Médecin du sport Il peut pratiquer lui-même un ou plusieurs sports (tennis, natation, ski, voile…) histoire de se faire plaisir ! Pas besoin d’être un champion pour aimer le sport et s’y intéresser. Rattaché au médecin attitré d’un grand club, d’un centre de formation de jeunes footballeurs sélectionnés d’une fédération… il se préoccupe de la bonne santé de l’équipe, des joueurs, des athlètes, évalue leur résistance à l’effort (tests) pour ne pas courir de risques inutiles. Une saison sportive est longue avec son lot de petits et de gros pépins à soigner. Il se doit d’être disponible s’il accompagne une équipe lors des compétitions. Il est présent en cas de blessure et pour remonter le moral de la victime selon la gravité.
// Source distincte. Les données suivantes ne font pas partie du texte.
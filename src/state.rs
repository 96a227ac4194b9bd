//! The queue store and the operations exposed over the wire.
//!
//! All queues live behind one async mutex; mutating a message is therefore
//! atomic with respect to every other operation. The only suspension point
//! is the long-poll wait, which never holds the lock: waiters register
//! interest in the queue's `Notify` while still locked, then sleep under a
//! timeout bounded by both the wait deadline and the queue's next
//! delay/visibility transition.

use std::collections::{HashMap, HashSet};
use std::sync::Arc;
use std::time::{Duration, Instant};

use tokio::sync::{Mutex, Notify};
use tracing::{debug, info};

use crate::attributes::{validate_queue_name, QueueAttributes, RedrivePolicy};
use crate::auth::{AllowAll, AuthorizationGate, CallerIdentity, Decision};
use crate::error::SqsError;
use crate::limits::Limits;
use crate::message::now_millis;
use crate::metrics::{DepthSnapshot, ServiceMetrics};
use crate::queue::Queue;
use crate::receipt::{ReceiptCodec, ReceiptToken};
use crate::types::*;

type QueueKey = (String, String);

struct QueueEntry {
    queue: Queue,
    notify: Arc<Notify>,
}

struct Inner {
    queues: HashMap<QueueKey, QueueEntry>,
    /// Accounts this store has ever seen. Receipt handles naming an account
    /// outside this set are a 404; a known-but-different account is a 403.
    accounts: HashSet<String>,
}

pub struct SqsState {
    inner: Mutex<Inner>,
    account_id: String,
    region: String,
    base_url: String,
    limits: Limits,
    codec: ReceiptCodec,
    metrics: Arc<ServiceMetrics>,
    gate: Arc<dyn AuthorizationGate>,
}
En libéral, entorses, foulures, tendinites, contractures… figurent parmi les pathologies les plus courantes ; dans la foulée, il va enrayer un début de grippe, une bronchite… puisque, initialement, le médecin du sport est un généraliste.
• Formation
Elle est identique à celle du médecin généraliste : neuf ans d’études pour obtenir le D.E. de docteur en médecine puis vous préparez une capacité en médecine et biologie du sport. La capacité est un diplôme national spécialisé accessible aux médecins diplômés.